Print, from the listing below, the lines starting at the line containing "repository 9b6dc706a4b528ce" and ending at the line containing "pub type ErrorFlags = EnumSet<ErrorFlag>;", exactly as they stand, and print nothing else.
◆ ◆ ◆
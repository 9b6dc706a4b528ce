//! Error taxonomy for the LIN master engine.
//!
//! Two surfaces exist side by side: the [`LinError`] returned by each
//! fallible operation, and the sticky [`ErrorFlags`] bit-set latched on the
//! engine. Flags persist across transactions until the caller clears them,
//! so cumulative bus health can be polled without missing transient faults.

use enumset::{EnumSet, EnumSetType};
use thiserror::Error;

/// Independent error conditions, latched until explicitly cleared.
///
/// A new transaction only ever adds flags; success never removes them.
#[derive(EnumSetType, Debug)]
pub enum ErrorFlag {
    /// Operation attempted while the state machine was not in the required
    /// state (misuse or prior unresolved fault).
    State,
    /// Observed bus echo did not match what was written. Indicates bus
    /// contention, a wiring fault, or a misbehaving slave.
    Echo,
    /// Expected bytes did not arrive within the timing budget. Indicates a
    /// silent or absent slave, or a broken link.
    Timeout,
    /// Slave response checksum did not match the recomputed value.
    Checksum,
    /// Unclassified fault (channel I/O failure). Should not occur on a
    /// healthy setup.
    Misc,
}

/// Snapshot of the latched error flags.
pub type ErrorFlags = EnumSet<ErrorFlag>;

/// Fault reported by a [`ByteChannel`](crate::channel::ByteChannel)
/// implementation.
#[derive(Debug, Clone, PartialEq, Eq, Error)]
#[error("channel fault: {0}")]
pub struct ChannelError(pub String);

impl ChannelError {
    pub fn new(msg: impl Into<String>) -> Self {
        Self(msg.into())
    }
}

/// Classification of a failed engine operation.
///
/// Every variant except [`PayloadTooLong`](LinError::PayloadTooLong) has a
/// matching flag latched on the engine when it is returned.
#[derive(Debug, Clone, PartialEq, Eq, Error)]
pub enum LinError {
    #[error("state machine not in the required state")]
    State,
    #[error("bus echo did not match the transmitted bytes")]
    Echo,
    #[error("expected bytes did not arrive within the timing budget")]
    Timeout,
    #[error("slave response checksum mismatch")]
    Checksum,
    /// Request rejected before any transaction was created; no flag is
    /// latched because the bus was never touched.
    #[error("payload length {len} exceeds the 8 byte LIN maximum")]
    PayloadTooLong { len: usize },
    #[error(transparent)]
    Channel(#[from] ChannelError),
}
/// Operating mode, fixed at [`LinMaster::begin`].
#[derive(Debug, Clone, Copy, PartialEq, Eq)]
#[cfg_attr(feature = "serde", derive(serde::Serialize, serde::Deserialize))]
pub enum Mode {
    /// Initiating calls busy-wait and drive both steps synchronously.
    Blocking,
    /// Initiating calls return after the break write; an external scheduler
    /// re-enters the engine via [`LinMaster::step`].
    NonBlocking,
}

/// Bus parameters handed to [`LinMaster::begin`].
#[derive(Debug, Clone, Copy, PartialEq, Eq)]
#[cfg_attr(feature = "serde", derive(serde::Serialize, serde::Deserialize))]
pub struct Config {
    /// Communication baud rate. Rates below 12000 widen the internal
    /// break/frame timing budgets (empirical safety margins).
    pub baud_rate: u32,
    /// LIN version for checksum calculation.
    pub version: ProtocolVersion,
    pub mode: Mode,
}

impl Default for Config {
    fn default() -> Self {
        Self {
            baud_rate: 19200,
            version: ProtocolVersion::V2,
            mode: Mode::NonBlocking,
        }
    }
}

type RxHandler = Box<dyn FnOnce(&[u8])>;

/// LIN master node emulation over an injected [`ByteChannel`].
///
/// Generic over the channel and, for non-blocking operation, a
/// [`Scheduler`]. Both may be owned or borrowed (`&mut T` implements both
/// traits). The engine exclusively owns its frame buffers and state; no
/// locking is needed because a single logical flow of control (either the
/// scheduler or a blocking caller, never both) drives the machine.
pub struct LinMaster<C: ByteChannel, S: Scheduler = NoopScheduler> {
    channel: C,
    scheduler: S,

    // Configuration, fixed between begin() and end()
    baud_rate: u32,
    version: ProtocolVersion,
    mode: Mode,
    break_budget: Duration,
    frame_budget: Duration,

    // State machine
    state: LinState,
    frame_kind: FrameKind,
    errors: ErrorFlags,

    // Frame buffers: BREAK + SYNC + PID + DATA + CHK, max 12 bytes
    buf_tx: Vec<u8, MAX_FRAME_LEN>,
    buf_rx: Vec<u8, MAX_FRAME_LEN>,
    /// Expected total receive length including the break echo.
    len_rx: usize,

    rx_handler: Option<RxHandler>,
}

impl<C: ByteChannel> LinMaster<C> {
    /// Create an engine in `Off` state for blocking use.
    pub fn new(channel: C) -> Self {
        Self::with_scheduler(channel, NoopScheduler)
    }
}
◆ ◆ ◆
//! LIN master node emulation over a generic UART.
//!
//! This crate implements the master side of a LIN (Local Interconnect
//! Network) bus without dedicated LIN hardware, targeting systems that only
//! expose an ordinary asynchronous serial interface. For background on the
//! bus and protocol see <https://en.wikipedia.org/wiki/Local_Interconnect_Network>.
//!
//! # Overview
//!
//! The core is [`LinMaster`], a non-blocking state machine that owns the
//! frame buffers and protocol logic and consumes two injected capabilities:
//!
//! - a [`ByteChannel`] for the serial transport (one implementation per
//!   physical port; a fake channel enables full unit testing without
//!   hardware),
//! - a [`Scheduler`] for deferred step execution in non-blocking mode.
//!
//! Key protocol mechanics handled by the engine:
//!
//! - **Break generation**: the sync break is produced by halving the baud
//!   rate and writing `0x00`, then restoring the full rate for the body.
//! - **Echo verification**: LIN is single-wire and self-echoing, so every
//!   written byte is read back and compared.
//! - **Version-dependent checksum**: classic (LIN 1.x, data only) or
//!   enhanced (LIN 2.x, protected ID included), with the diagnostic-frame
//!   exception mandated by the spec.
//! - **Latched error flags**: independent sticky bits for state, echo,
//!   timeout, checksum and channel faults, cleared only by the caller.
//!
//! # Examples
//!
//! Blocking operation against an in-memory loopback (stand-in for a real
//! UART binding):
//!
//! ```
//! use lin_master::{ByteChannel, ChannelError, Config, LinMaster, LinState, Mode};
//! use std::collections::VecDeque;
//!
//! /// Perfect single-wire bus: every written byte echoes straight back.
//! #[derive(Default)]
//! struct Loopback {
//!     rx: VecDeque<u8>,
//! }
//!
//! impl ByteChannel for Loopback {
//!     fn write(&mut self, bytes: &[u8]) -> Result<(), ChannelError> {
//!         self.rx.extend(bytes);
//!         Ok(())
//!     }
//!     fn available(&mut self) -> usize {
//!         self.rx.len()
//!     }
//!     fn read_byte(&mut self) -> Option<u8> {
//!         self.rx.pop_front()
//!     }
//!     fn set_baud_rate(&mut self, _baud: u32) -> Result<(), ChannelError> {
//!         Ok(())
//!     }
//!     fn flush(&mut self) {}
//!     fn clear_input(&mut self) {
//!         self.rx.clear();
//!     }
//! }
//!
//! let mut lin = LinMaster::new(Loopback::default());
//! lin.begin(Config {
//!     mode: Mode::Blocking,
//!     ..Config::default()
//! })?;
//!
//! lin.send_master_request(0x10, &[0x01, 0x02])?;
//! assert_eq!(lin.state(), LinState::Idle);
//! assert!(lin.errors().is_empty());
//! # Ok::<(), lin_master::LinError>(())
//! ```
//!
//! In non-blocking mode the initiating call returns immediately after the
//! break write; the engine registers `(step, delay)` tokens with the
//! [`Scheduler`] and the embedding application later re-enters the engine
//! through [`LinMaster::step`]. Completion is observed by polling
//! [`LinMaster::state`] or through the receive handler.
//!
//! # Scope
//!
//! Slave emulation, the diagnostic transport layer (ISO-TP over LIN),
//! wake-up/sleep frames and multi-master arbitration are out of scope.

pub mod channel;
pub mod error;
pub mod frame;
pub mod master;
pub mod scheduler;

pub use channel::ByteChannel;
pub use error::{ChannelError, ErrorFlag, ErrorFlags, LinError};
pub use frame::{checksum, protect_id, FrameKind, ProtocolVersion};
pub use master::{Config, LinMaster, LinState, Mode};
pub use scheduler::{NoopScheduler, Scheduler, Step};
◆ ◆ ◆
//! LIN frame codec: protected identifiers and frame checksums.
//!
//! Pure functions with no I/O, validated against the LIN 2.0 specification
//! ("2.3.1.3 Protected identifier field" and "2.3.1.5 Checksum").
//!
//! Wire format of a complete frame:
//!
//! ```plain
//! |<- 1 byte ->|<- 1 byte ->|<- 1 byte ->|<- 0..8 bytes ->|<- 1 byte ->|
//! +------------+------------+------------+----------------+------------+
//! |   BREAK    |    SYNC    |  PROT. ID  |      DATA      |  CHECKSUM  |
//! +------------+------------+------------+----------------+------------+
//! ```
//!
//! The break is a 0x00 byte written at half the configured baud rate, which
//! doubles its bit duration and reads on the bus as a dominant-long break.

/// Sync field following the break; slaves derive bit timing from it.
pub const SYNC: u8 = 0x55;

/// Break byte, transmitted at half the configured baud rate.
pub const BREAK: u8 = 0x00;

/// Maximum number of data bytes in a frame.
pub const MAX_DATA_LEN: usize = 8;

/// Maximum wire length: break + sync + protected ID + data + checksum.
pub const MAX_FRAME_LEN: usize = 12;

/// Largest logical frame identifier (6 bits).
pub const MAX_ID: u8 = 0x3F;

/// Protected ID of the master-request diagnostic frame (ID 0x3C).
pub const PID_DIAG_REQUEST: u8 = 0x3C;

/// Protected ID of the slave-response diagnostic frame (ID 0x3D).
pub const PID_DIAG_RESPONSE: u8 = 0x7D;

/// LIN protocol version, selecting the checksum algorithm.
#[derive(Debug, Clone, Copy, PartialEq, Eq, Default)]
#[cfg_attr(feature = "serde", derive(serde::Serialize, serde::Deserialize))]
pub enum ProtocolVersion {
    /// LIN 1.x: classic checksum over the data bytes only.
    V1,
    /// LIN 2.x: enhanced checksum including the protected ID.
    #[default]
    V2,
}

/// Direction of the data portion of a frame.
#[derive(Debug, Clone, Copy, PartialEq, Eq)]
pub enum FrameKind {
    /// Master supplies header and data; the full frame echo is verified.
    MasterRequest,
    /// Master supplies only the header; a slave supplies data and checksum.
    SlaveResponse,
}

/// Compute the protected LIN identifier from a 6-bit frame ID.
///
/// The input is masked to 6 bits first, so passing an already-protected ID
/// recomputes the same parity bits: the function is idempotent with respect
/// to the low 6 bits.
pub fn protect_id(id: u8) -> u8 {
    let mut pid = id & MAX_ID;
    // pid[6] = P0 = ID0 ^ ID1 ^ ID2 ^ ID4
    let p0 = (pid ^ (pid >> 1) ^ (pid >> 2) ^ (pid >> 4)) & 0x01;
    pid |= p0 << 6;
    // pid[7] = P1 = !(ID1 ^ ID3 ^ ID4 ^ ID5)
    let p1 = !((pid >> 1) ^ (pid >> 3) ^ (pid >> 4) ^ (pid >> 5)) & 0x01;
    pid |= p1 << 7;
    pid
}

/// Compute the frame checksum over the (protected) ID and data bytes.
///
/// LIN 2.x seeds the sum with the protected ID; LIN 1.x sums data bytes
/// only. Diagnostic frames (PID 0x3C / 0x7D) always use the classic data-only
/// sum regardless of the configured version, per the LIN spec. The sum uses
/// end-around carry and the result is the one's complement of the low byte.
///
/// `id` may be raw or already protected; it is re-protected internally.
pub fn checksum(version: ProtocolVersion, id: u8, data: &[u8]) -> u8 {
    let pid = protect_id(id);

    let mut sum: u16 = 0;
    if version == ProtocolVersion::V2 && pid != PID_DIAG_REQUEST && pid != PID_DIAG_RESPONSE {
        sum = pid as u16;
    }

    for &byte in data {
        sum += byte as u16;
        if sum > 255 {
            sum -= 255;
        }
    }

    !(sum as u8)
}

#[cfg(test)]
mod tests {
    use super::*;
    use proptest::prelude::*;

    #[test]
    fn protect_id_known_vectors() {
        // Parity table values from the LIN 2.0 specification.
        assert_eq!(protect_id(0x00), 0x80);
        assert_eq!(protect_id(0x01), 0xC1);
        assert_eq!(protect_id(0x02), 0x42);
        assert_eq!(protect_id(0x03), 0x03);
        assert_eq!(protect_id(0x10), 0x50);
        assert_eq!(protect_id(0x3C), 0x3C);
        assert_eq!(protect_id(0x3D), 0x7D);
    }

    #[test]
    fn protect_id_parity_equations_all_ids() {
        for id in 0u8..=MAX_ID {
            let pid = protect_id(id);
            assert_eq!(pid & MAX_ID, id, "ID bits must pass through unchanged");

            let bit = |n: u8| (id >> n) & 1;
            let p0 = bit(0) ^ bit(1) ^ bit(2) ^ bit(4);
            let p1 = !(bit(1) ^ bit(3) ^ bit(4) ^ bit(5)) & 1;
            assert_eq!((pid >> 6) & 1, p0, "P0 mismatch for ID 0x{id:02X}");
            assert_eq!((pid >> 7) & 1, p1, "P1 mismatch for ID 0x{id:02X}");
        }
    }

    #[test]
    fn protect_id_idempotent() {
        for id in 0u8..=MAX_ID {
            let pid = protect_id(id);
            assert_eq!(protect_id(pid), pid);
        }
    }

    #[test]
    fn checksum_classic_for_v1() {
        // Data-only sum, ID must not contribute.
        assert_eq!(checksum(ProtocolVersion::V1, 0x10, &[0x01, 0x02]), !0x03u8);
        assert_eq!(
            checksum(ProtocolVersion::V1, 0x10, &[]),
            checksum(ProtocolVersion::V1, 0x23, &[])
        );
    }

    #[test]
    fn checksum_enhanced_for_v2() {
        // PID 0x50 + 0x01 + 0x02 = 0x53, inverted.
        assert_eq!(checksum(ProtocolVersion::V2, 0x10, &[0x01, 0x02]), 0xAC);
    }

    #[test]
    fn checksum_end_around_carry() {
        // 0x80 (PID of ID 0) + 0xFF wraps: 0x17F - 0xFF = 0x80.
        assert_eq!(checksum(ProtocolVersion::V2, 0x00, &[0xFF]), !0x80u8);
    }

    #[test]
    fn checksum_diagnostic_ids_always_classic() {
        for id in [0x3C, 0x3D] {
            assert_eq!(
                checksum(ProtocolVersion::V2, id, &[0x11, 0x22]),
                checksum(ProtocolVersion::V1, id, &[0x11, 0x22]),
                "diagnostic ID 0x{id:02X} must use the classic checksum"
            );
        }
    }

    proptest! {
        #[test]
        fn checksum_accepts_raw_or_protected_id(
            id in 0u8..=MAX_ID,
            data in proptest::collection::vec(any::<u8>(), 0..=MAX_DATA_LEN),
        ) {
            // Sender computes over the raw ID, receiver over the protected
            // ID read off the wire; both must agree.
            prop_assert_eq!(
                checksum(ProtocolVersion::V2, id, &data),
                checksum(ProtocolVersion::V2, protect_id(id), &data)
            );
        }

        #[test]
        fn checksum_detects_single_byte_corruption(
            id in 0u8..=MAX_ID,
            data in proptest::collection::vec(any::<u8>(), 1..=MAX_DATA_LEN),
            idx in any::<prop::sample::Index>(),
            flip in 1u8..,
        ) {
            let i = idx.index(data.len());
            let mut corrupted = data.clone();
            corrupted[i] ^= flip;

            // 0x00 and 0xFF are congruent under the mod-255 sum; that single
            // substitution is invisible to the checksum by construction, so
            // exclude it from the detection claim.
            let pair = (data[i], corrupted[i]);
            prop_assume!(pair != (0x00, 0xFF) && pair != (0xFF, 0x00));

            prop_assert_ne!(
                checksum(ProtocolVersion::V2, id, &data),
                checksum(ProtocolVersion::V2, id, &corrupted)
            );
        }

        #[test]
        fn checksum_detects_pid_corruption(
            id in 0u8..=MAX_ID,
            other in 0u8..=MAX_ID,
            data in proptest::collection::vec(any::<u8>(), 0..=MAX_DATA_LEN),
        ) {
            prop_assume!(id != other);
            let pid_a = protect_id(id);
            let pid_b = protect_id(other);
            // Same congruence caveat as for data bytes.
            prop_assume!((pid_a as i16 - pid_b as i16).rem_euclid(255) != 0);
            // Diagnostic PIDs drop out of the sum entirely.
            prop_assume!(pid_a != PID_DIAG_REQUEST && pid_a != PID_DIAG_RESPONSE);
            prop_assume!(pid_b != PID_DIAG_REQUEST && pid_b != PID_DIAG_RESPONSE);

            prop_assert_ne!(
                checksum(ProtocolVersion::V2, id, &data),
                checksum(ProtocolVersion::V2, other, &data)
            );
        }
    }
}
◆ ◆ ◆
RESULT BELOW
repository 9b6dc706a4b528ce
//! Error taxonomy for the LIN master engine.
//!
//! Two surfaces exist side by side: the [`LinError`] returned by each
//! fallible operation, and the sticky [`ErrorFlags`] bit-set latched on the
//! engine. Flags persist across transactions until the caller clears them,
//! so cumulative bus health can be polled without missing transient faults.

use enumset::{EnumSet, EnumSetType};
use thiserror::Error;

/// Independent error conditions, latched until explicitly cleared.
///
/// A new transaction only ever adds flags; success never removes them.
#[derive(EnumSetType, Debug)]
pub enum ErrorFlag {
    /// Operation attempted while the state machine was not in the required
    /// state (misuse or prior unresolved fault).
    State,
    /// Observed bus echo did not match what was written. Indicates bus
    /// contention, a wiring fault, or a misbehaving slave.
    Echo,
    /// Expected bytes did not arrive within the timing budget. Indicates a
    /// silent or absent slave, or a broken link.
    Timeout,
    /// Slave response checksum did not match the recomputed value.
    Checksum,
    /// Unclassified fault (channel I/O failure). Should not occur on a
    /// healthy setup.
    Misc,
}

/// Snapshot of the latched error flags.
pub type ErrorFlags = EnumSet<ErrorFlag>;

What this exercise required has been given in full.